Repubblica 20.5.18
Il momento del Pd
Un partito lontano dal suo popolo
di Stefano Cappellini
Se
 ai tanti inutili sondaggi che i leader del Pd compulsano 
settimanalmente per registrare scostamenti dello zero virgola 
sostituissero un più urgente studio sul sentimento del popolo della 
sinistra — esiste ancora, eccome! — scoprirebbero che è l’impotenza lo 
stato d’animo dominante. Degli elettori ancora fedeli, di quelli persi 
per strada e di quelli rimasti alla finestra.
Impotenza che deriva 
dalla sensazione, del tutto corretta, di non avere una rappresentanza 
politica degna della propria missione in un passaggio storico cruciale, 
segnato dalla imminente nascita di un governo la cui cifra politica, al 
di là delle dissimulazioni grilline e leghiste, è il populismo nella sua
 versione più destrorsa e reazionaria.
Fate caso alle parole più 
usate nel lessico che ha accompagnato l’assemblea nazionale del Partito 
democratico: congelare, rinviare, mozione, tregua.

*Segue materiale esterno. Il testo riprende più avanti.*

use std::time::Instant;

use eyre::{Result, WrapErr};

use crate::algorithms::TmaxEstimation;
use crate::routines::data::{read_targets, MeshLoader, NpzMeshLoader};
use crate::routines::logger;
use crate::routines::output::TmaxResult;
use crate::routines::reduction::{Communicator, SelfComm};
use crate::routines::settings::Settings;
use crate::simulator::regional::RegionalLaplaceModel;
use crate::simulator::{ForwardModel, ForwardProblem};
use crate::structs::checkpoint::Checkpoint;
use crate::structs::control::{ControlSet, FieldLayout};

/// Primary entrypoint for tmaxopt
///
/// Reads the mesh and the measured data named in `settings`, estimates one Tmax field per
/// timepoint with the [RegionalLaplaceModel] and writes the results to the output folder when
/// `[io].write` is set. See [crate::routines::settings] for the recognized keys.
pub fn fit(settings: Settings) -> Result<TmaxResult> {
    let now = Instant::now();
    logger::setup_log(&settings)?;
    tracing::info!(
        "Starting tmaxopt at {}",
        chrono::Local::now().format("%Y-%m-%d %H:%M:%S")
    );
    settings.validate()?;

    match settings.io.write {
        true => {
            settings.write()?;
            tracing::info!(
                "Output files will be written to {}",
                settings.io.output_folder
            )
        }
        false => {
            tracing::info!("Output files will not be written - set `write = true` in the [io] section to enable output files")
        }
    }

    // Read input data
    let geometry = NpzMeshLoader::from_settings(&settings.io, &settings.simulation)
        .load()
        .wrap_err("Failed to load the mesh")?;
    let targets = read_targets(&settings.io).wrap_err("Failed to read the measured data")?;
    let problem = ForwardProblem::new(targets, geometry, settings.simulation.clone());

    let result = match fit_with(&RegionalLaplaceModel, &problem, settings.clone(), &SelfComm) {
        Ok(result) => result,
        Err(err) => {
            tracing::error!("An error has occurred during the estimation: {:#}", err);
            return Err(err);
        }
    };

    if settings.io.write {
        result.write_outputs()?;
    }

    tracing::info!("Program complete after {:.2?}", now.elapsed());
    Ok(result)
}

/// Alternative entrypoint for custom forward models and data that is already in memory
///
/// The control fields are initialized from `[io].init_file` when given, otherwise every
/// degree of freedom starts at `[simulation].init_opt_val`. Every rank of `comm` must call
/// this together. It does not set up logging; with `[io].write` set only the evaluation history
/// and the debug checkpoint are written, call [TmaxResult::write_outputs] for the rest.
pub fn fit_with<M: ForwardModel>(
    model: &M,
    problem: &ForwardProblem,
    settings: Settings,
    comm: &dyn Communicator,
) -> Result<TmaxResult> {
    let now = Instant::now();
    let bounds = settings.simulation.bounds()?;

    let checkpoint = match &settings.io.init_file {
        Some(path) => Some(
            Checkpoint::read(path)
                .wrap_err_with(|| format!("Failed to read initial controls from {}", path))?,
        ),
        None => None,
    };
    let controls = ControlSet::init(
        problem.ndatapts(),
        FieldLayout::serial(problem.geometry.ncells()),
        settings.simulation.init_opt_val,
        bounds,
        checkpoint.as_ref(),
    )?;

    let mut estimation = TmaxEstimation::new(model, problem, controls, comm, settings);
    let result = estimation.fit();
    if comm.is_coordinator() {
        tracing::info!("Total time: {:.2?}", now.elapsed());
    }
    result
}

Un partito che 
dovrebbe sentire su di sé tutto il peso di incarnare un’opposizione che 
sappia in tempi rapidi proporsi come alternativa alla deriva 
grillo-leghista è invece oggi impegnato in una stucchevole coreografia 
utile solo a mascherare uno scontro di potere nella sua versione 
peggiore, quella priva di contenuti contrapposti e caratterizzata dalla 
guerra di cordate. Poco conta essere l’unica forza che ha ancora 
organismi dirigenti veri e una dialettica interna non sottomessa 
all’autocrazia del leader o dell’azienda madre, se questa prerogativa 
viene spesa tutta per discutere di astratte formule: congresso subito o 
tra due mesi ovvero tra sei, leader a tempo, reggente vero, reggente 
dimezzato. Un dibattito astruso che non ha nulla più a che fare con 
l’esercizio della democrazia di partito. Conta o mediazione, compromesso
 o scontro, nulla di ciò che in questo momento anima la discussione del 
Pd ha un impatto sul corso politico del Paese e, tanto meno, sulla vita 
reale delle persone.
A più di due mesi dalle elezioni non c’è mai 
stato modo di assistere a una seria analisi delle ragioni di una 
sconfitta epocale, che non ha risparmiato né il Pd né chi lo ha 
abbandonato scoprendosi ridotto a percentuali di mera sopravvivenza. In 
questi anni la preoccupazione principale del Pd è stata sempre prorogare
 una riflessione sul restringimento del consenso. Ogni volta c’è una 
scusa buona per parlarne più avanti. Nel frattempo, non si parla di 
nulla.
Tutto sembra complicato e contorto.
Eppure le regole per 
impostare una ripartenza politica sono le stesse da sempre, almeno nei 
partiti uniti ancora da un vincolo politico e non solo burocratico: 
occorre aver chiaro perché si è perso, costruire un programma che sani i
 difetti di quelli precedenti, attrezzare un campo di rappresentanza 
congruo e dotarsi di un leader vero, riconosciuto e che, possibilmente, 
sia in campo non per interposta persona.
Il Pd invece è fermo, come 
il semaforo di Prodi nella famosa scenetta di Corrado Guzzanti. Matteo 
Renzi continua a restituire l’impressione di volerlo eterodirigere 
paralizzandone ogni funzione vitale. I suoi avversari, perlopiù tutti 
suoi alleati nella stagione precedente, devono ancora dimostrare di 
avere idee per sostituire Renzi in base a una strategia e non solo a un 
rovescio di potere. Il popolo della sinistra assiste attonito e, avanti 
così, c’è il rischio che non coltivi più nemmeno la speranza di 
investire nel Pd la possibilità di non restare in balia per anni dei 
contratti giallo-verdi.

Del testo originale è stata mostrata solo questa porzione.